*Your instructions*:
Select all lines in the records that include "label".

(Saved entries)
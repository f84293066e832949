//! Timeframe type and bar bucketing.

use crate::error::CoreError;
use serde::{Deserialize, Serialize};
use std::fmt;
use std::str::FromStr;

const SECOND_MS: i64 = 1_000;
const MINUTE_MS: i64 = 60 * SECOND_MS;
const HOUR_MS: i64 = 60 * MINUTE_MS;
const DAY_MS: i64 = 24 * HOUR_MS;

/// Bar interval in milliseconds.
#[derive(Debug, Clone, Copy, PartialEq, Eq, Hash, PartialOrd, Ord, Serialize, Deserialize)]
#[serde(try_from = "String", into = "String")]
pub struct Timeframe {
    interval_ms: i64,
}

impl Timeframe {
    pub fn from_millis(interval_ms: i64) -> Result<Self, CoreError> {
        if interval_ms <= 0 {
            return Err(CoreError::InvalidConfig(format!(
                "timeframe interval must be positive, got {}ms",
                interval_ms
            )));
        }
        Ok(Self { interval_ms })
    }

    pub const fn seconds(n: i64) -> Self {
        Self { interval_ms: n * SECOND_MS }
    }

    pub const fn minutes(n: i64) -> Self {
        Self { interval_ms: n * MINUTE_MS }
    }

    pub const fn hours(n: i64) -> Self {
        Self { interval_ms: n * HOUR_MS }
    }

    pub const fn days(n: i64) -> Self {
        Self { interval_ms: n * DAY_MS }
    }

    /// Duration of one bar in milliseconds
    pub fn interval_ms(&self) -> i64 {
        self.interval_ms
    }

    /// Canonical open time of the bar containing `timestamp`.
    ///
    /// Floors toward negative infinity, so pre-epoch timestamps land in the
    /// right bucket too.
    pub fn bucket_start(&self, timestamp: i64) -> i64 {
        timestamp.div_euclid(self.interval_ms) * self.interval_ms
    }

    /// Short label such as "1m", "4h" or "1d"
    pub fn label(&self) -> String {
        let ms = self.interval_ms;
        if ms % DAY_MS == 0 {
            format!("{}d", ms / DAY_MS)
        } else if ms % HOUR_MS == 0 {
            format!("{}h", ms / HOUR_MS)
        } else if ms % MINUTE_MS == 0 {
            format!("{}m", ms / MINUTE_MS)
        } else if ms % SECOND_MS == 0 {
            format!("{}s", ms / SECOND_MS)
        } else {
            format!("{}ms", ms)
        }
    }
}

impl fmt::Display for Timeframe {
    fn fmt(&self, f: &mut fmt::Formatter<'_>) -> fmt::Result {
        f.write_str(&self.label())
    }
}

impl FromStr for Timeframe {
    type Err = CoreError;

    fn from_str(s: &str) -> Result<Self, Self::Err> {
        let s = s.trim();
        let split = s
            .find(|c: char| !c.is_ascii_digit())
            .ok_or_else(|| CoreError::InvalidConfig(format!("timeframe '{}' has no unit", s)))?;
        let (amount, unit) = s.split_at(split);
        let amount: i64 = amount
            .parse()
            .map_err(|_| CoreError::InvalidConfig(format!("timeframe '{}' has no amount", s)))?;

        let unit_ms = match unit {
            "ms" => 1,
            "s" => SECOND_MS,
            "m" => MINUTE_MS,
            "h" => HOUR_MS,
            "d" => DAY_MS,
            "w" => 7 * DAY_MS,
            _ => {
                return Err(CoreError::InvalidConfig(format!(
                    "unsupported timeframe unit '{}' in '{}'",
                    unit, s
                )))
            }
        };

        let interval_ms = amount
            .checked_mul(unit_ms)
            .ok_or_else(|| CoreError::InvalidConfig(format!("timeframe '{}' is too long", s)))?;
        Self::from_millis(interval_ms)
    }
}

impl TryFrom<String> for Timeframe {
    type Error = CoreError;

    fn try_from(value: String) -> Result<Self, Self::Error> {
        value.parse()
    }
}

impl From<Timeframe> for String {
    fn from(timeframe: Timeframe) -> Self {
        timeframe.label()
    }
}
use anyhow::{anyhow, Context};
use rand::{distributions::Alphanumeric, Rng};
use reqwest::{Client, Url};
use serde::Deserialize;
use tracing::{debug, info, instrument};

use super::{error::AuthError, session::SessionUser};
use crate::{
    config::{AppConfig, ProviderConfig},
    users::{NewUser, Provider, UserStore},
};

#[derive(Debug, Deserialize)]
pub struct TokenResponse {
    pub access_token: String,
    #[serde(default)]
    pub expires_in: Option<i64>,
}

#[derive(Debug, Deserialize)]
struct GoogleUserInfo {
    sub: String,
    email: Option<String>,
    #[serde(default)]
    email_verified: bool,
    name: Option<String>,
    given_name: Option<String>,
    family_name: Option<String>,
    picture: Option<String>,
}

#[derive(Debug, Deserialize)]
struct FacebookPictureData {
    url: Option<String>,
}

#[derive(Debug, Deserialize)]
struct FacebookPicture {
    data: FacebookPictureData,
}

#[derive(Debug, Deserialize)]
struct FacebookUserInfo {
    id: String,
    email: Option<String>,
    name: Option<String>,
    first_name: Option<String>,
    last_name: Option<String>,
    picture: Option<FacebookPicture>,
}

/// Provider profile normalized across providers.
#[derive(Debug, Clone, PartialEq)]
pub struct OAuthProfile {
    pub provider: Provider,
    pub provider_user_id: String,
    pub email: Option<String>,
    pub name: Option<String>,
    pub given_name: Option<String>,
    pub family_name: Option<String>,
    pub image: Option<String>,
    pub email_verified: bool,
}

impl OAuthProfile {
    /// First and last name: given/family name when the provider sends them,
    /// otherwise split from the display name.
    pub fn name_parts(&self) -> (String, String) {
        match (&self.given_name, &self.family_name) {
            (Some(first), last) if !first.trim().is_empty() => (
                first.trim().to_string(),
                last.as_deref().unwrap_or("").trim().to_string(),
            ),
            _ => split_name(self.name.as_deref().unwrap_or("")),
        }
    }
}

/// Splits a display name on whitespace: the first token (or `User`) and the
/// rest joined by single spaces.
pub fn split_name(name: &str) -> (String, String) {
    let mut parts = name.split_whitespace();
    let first = parts.next().unwrap_or("User").to_string();
    let last = parts.collect::<Vec<_>>().join(" ");
    (first, last)
}

/// Random value for the OAuth `state` parameter.
pub fn new_state() -> String {
    rand::thread_rng()
        .sample_iter(&Alphanumeric)
        .take(32)
        .map(char::from)
        .collect()
}

/// HTTP side of the authorization-code flow for the configured providers.
pub struct OAuthClient {
    http: Client,
    google: Option<ProviderConfig>,
    facebook: Option<ProviderConfig>,
}

impl OAuthClient {
    pub fn new(config: &AppConfig) -> Self {
        Self {
            http: Client::new(),
            google: config.google.clone(),
            facebook: config.facebook.clone(),
        }
    }

    fn provider(&self, provider: Provider) -> Result<&ProviderConfig, AuthError> {
        match provider {
            Provider::Google => self.google.as_ref(),
            Provider::Facebook => self.facebook.as_ref(),
            Provider::Credentials => None,
        }
        .ok_or(AuthError::UnknownProvider)
    }

    pub fn authorization_url(&self, provider: Provider, state: &str) -> Result<String, AuthError> {
        let cfg = self.provider(provider)?;
        let url = Url::parse_with_params(
            &cfg.auth_url,
            &[
                ("client_id", cfg.client_id.as_str()),
                ("redirect_uri", cfg.redirect_uri.as_str()),
                ("response_type", "code"),
                ("scope", cfg.scope.as_str()),
                ("state", state),
            ],
        )
        .context("build authorization url")?;
        Ok(url.into())
    }

    #[instrument(skip(self, code))]
    pub async fn exchange_code(&self, provider: Provider, code: &str) -> Result<TokenResponse, AuthError> {
        let cfg = self.provider(provider)?;
        let params = [
            ("client_id", cfg.client_id.as_str()),
            ("client_secret", cfg.client_secret.as_str()),
            ("code", code),
            ("grant_type", "authorization_code"),
            ("redirect_uri", cfg.redirect_uri.as_str()),
        ];

        let request = match provider {
            // Graph API token endpoint takes its parameters in the query string.
            Provider::Facebook => self.http.get(&cfg.token_url).query(&params),
            _ => self.http.post(&cfg.token_url).form(&params),
        };
        let response = request.send().await.context("token request")?;

        if !response.status().is_success() {
            let status = response.status();
            let body = response.text().await.unwrap_or_default();
            return Err(anyhow!("{provider} token exchange failed: {status} {body}").into());
        }

        let token: TokenResponse = response.json().await.context("decode token response")?;
        debug!(%provider, expires_in = ?token.expires_in, "token exchange successful");
        Ok(token)
    }

    #[instrument(skip(self, access_token))]
    pub async fn fetch_profile(&self, provider: Provider, access_token: &str) -> Result<OAuthProfile, AuthError> {
        let cfg = self.provider(provider)?;
        let profile = match provider {
            Provider::Facebook => {
                let info: FacebookUserInfo = self
                    .http
                    .get(&cfg.userinfo_url)
                    .query(&[("fields", "id,name,email,first_name,last_name,picture.type(large)")])
                    .bearer_auth(access_token)
                    .send()
                    .await
                    .context("facebook profile request")?
                    .error_for_status()
                    .context("facebook profile status")?
                    .json()
                    .await
                    .context("decode facebook profile")?;
                OAuthProfile {
                    provider,
                    provider_user_id: info.id,
                    // Facebook only returns emails it has confirmed.
                    email_verified: info.email.is_some(),
                    email: info.email,
                    name: info.name,
                    given_name: info.first_name,
                    family_name: info.last_name,
                    image: info.picture.and_then(|p| p.data.url),
                }
            }
            _ => {
                let info: GoogleUserInfo = self
                    .http
                    .get(&cfg.userinfo_url)
                    .bearer_auth(access_token)
                    .send()
                    .await
                    .context("google profile request")?
                    .error_for_status()
                    .context("google profile status")?
                    .json()
                    .await
                    .context("decode google profile")?;
                OAuthProfile {
                    provider,
                    provider_user_id: info.sub,
                    email: info.email,
                    email_verified: info.email_verified,
                    name: info.name,
                    given_name: info.given_name,
                    family_name: info.family_name,
                    image: info.picture,
                }
            }
        };
        Ok(profile)
    }
}

/// Sign-in callback for OAuth logins: links the profile to the account with
/// the same email, creating it on first login and refreshing the image.
#[instrument(skip(store, profile), fields(provider = %profile.provider))]
pub async fn sign_in(store: &dyn UserStore, profile: OAuthProfile) -> Result<SessionUser, AuthError> {
    let email = profile
        .email
        .as_deref()
        .map(super::credentials::normalize_email)
        .filter(|e| !e.is_empty())
        .ok_or(AuthError::MissingEmail)?;

    if let Some(mut existing) = store.find_by_email(&email).await? {
        if let Some(image) = profile.image.as_deref() {
            if existing.image.as_deref() != Some(image) {
                store.update_image(&existing.id, image).await?;
                existing.image = Some(image.to_string());
                debug!(user_id = %existing.id, "profile image updated");
            }
        }
        info!(user_id = %existing.id, %email, "oauth login");
        return Ok(SessionUser::from(&existing));
    }

    let (first_name, last_name) = profile.name_parts();
    let user = store
        .insert(NewUser {
            email,
            password_hash: None,
            first_name,
            last_name,
            image: profile.image,
            email_verified: profile.email_verified,
            provider: profile.provider,
        })
        .await?;
    info!(user_id = %user.id, email = %user.email, provider_user_id = %profile.provider_user_id, "oauth account created");
    Ok(SessionUser::from(&user))
}
use std::sync::Arc;

use crate::auth::oauth::OAuthClient;
use crate::config::AppConfig;
use crate::db;
use crate::users::{MongoUserStore, UserStore};

#[derive(Clone)]
pub struct AppState {
    pub users: Arc<dyn UserStore>,
    pub config: Arc<AppConfig>,
    pub oauth: Arc<OAuthClient>,
}

impl AppState {
    pub async fn init() -> anyhow::Result<Self> {
        let config = Arc::new(AppConfig::from_env()?);

        let database = db::database(&config).await?;
        let store = MongoUserStore::new(&database);
        store.ensure_indexes().await?;

        Ok(Self::from_parts(Arc::new(store), config))
    }

    pub fn from_parts(users: Arc<dyn UserStore>, config: Arc<AppConfig>) -> Self {
        let oauth = Arc::new(OAuthClient::new(&config));
        Self {
            users,
            config,
            oauth,
        }
    }

    #[cfg(test)]
    pub fn fake() -> Self {
        use crate::config::{ProviderConfig, SessionConfig};
        use crate::users::{memory::MemoryUserStore, Provider};

        let config = Arc::new(AppConfig {
            mongodb_uri: "mongodb://localhost:27017".into(),
            mongodb_db: Some("fitness-test".into()),
            public_url: "http://localhost:8080".into(),
            session: SessionConfig {
                secret: "test".into(),
                issuer: "test-issuer".into(),
                audience: "test-aud".into(),
                ttl_minutes: 5,
                cookie_name: "fitness.session-token".into(),
                secure_cookies: false,
            },
            google: Some(ProviderConfig::with_defaults(
                Provider::Google,
                "google-client".into(),
                "google-secret".into(),
                "http://localhost:8080/api/auth/callback/google".into(),
            )),
            facebook: None,
        });

        Self::from_parts(Arc::new(MemoryUserStore::default()), config)
    }
}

*Task answer*:
    /// Short label such as "1m", "4h" or "1d"
    pub fn label(&self) -> String {
        f.write_str(&self.label())
        timeframe.label()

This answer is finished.